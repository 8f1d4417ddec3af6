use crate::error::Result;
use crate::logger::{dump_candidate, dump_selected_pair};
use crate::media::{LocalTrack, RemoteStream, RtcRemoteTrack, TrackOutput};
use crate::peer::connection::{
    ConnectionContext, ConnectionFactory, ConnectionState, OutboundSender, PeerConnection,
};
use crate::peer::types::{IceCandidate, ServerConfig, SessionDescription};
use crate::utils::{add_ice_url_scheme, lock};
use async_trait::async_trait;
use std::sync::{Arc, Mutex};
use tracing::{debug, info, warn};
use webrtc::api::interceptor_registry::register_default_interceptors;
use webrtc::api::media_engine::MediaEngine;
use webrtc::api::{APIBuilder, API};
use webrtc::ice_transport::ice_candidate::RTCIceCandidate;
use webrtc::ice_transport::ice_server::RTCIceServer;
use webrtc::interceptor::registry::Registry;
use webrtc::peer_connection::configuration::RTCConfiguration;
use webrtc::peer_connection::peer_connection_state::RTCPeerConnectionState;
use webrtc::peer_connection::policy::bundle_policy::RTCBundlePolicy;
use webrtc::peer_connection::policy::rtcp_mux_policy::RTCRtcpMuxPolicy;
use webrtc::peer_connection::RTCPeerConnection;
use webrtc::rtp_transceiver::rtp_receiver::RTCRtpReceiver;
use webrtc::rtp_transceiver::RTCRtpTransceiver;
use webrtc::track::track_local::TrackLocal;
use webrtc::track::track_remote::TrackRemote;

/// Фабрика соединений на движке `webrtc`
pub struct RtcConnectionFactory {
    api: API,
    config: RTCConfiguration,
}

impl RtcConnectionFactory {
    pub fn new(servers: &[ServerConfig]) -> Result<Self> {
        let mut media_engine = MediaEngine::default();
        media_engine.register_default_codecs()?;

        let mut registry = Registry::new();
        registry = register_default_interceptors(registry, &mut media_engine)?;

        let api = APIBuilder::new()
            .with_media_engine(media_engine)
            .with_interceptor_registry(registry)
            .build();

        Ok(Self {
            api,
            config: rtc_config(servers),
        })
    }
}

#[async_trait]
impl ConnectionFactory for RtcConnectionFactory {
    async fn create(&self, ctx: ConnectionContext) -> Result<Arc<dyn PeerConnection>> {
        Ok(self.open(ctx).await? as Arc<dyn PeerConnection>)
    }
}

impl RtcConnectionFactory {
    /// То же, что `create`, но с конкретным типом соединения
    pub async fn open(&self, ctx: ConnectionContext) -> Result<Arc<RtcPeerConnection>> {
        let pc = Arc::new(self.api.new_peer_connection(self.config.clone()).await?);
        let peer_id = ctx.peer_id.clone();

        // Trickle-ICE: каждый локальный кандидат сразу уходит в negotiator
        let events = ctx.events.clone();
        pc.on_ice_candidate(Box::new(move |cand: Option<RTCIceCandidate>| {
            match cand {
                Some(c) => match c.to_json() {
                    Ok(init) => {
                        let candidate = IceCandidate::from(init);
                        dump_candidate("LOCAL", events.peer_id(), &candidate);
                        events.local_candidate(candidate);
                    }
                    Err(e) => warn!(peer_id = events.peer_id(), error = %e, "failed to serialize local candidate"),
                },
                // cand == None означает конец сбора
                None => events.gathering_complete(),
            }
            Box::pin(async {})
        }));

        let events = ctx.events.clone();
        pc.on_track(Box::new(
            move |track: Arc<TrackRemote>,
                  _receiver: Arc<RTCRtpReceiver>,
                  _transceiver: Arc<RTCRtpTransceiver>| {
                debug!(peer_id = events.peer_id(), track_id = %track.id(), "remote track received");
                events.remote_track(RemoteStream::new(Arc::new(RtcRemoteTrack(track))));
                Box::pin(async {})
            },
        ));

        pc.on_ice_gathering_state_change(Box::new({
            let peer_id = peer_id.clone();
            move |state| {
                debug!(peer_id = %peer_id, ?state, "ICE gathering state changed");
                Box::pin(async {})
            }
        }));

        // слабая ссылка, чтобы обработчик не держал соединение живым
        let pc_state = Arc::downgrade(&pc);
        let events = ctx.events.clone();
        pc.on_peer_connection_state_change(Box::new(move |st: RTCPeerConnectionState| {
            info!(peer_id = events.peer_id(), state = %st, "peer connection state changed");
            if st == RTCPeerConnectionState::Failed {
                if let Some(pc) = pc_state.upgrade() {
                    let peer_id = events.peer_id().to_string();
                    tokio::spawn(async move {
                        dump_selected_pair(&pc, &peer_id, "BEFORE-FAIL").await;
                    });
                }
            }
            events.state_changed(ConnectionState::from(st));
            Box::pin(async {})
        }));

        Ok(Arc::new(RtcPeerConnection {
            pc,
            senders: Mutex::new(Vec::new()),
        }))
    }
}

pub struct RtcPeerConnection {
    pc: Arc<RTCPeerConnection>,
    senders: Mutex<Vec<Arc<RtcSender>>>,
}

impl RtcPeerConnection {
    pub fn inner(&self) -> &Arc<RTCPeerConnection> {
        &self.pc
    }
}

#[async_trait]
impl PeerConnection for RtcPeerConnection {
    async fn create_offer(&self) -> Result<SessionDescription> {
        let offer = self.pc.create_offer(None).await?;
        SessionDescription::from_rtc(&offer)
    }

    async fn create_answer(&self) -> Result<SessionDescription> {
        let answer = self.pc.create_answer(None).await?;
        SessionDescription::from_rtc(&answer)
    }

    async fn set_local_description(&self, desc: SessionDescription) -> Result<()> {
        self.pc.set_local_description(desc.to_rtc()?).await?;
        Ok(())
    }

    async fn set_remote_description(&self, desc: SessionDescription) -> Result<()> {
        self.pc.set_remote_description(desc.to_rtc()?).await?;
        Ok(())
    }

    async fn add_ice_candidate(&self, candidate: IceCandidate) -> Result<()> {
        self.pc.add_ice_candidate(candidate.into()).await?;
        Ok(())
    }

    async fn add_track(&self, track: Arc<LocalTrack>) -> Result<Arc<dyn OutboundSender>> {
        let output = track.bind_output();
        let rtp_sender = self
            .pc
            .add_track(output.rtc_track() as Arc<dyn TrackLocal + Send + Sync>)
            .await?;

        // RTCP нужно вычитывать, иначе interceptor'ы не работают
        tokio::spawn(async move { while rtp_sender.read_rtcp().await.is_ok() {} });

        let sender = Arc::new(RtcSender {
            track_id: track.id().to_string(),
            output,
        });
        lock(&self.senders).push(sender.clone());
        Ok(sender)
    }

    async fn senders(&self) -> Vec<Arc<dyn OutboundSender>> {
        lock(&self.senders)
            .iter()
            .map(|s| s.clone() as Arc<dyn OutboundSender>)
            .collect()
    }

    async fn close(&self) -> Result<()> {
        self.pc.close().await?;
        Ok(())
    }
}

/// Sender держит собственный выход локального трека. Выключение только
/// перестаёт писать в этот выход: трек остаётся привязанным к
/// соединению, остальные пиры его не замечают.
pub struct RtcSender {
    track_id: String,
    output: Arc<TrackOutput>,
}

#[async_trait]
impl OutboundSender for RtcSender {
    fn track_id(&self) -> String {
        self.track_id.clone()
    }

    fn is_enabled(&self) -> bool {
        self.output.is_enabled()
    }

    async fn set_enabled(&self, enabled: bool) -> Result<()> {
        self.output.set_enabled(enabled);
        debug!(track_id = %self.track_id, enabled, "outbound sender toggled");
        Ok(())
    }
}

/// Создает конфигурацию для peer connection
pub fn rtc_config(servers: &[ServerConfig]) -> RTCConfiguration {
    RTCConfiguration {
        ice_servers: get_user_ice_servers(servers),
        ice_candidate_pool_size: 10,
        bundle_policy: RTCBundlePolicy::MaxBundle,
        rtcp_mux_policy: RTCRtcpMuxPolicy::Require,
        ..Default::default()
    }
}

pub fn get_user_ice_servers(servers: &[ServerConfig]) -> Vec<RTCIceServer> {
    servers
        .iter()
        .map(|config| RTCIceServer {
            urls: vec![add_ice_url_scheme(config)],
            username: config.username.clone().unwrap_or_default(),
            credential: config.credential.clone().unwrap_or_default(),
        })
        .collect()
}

++++++++++++++++++++

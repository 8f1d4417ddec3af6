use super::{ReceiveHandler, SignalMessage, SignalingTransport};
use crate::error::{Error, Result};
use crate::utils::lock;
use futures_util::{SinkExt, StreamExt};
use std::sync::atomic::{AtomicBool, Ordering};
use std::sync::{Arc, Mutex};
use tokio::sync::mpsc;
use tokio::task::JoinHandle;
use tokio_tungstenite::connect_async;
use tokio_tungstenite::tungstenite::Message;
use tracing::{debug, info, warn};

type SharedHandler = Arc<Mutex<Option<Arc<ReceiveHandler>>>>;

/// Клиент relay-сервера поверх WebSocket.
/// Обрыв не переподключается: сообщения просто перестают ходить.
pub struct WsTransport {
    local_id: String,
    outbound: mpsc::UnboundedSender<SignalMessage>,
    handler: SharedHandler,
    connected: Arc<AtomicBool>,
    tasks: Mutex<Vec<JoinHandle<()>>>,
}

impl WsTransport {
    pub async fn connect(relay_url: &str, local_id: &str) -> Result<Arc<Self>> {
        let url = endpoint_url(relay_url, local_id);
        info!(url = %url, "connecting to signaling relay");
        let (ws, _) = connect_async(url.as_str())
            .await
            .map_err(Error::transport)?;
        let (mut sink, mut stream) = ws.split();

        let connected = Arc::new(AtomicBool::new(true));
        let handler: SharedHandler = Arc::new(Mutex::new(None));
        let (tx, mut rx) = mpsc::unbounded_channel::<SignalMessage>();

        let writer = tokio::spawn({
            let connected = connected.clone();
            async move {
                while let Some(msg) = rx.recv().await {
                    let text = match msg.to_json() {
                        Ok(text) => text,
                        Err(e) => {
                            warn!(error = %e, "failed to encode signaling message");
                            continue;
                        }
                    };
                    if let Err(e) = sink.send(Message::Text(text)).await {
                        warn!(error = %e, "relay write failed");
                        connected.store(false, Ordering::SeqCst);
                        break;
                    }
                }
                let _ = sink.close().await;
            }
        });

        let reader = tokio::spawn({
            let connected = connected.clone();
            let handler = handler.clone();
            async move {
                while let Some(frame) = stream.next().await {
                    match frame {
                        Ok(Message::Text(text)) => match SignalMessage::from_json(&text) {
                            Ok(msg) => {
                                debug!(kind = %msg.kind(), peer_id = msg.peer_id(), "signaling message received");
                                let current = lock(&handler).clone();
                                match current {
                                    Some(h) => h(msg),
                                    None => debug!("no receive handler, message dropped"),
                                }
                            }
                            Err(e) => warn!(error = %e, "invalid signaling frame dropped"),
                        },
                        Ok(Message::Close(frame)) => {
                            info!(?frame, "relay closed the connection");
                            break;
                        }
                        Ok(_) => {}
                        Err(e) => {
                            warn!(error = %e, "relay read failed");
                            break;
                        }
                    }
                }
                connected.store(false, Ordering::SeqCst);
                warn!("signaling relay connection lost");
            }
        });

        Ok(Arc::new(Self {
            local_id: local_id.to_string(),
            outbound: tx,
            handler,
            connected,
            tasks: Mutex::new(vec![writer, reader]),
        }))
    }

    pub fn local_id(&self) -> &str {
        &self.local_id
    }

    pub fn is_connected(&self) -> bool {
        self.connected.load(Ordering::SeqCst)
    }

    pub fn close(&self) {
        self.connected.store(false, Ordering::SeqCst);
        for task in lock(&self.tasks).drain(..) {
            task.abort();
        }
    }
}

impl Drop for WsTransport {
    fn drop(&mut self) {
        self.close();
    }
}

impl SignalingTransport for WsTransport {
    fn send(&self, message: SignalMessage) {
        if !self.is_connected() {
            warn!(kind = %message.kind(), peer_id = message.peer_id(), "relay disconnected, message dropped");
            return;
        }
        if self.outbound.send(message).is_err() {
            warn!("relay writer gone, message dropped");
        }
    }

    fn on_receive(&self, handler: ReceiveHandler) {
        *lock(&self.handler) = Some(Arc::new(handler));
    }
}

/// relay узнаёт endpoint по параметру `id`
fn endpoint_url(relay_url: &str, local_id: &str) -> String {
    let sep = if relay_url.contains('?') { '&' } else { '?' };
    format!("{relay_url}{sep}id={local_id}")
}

++++++++++++++++++++

**ASSIGNMENT**
Pull out every line of the records above that contains the word "current".

**SOLUTION TO THIS TASK**
                                let current = lock(&handler).clone();
                                match current {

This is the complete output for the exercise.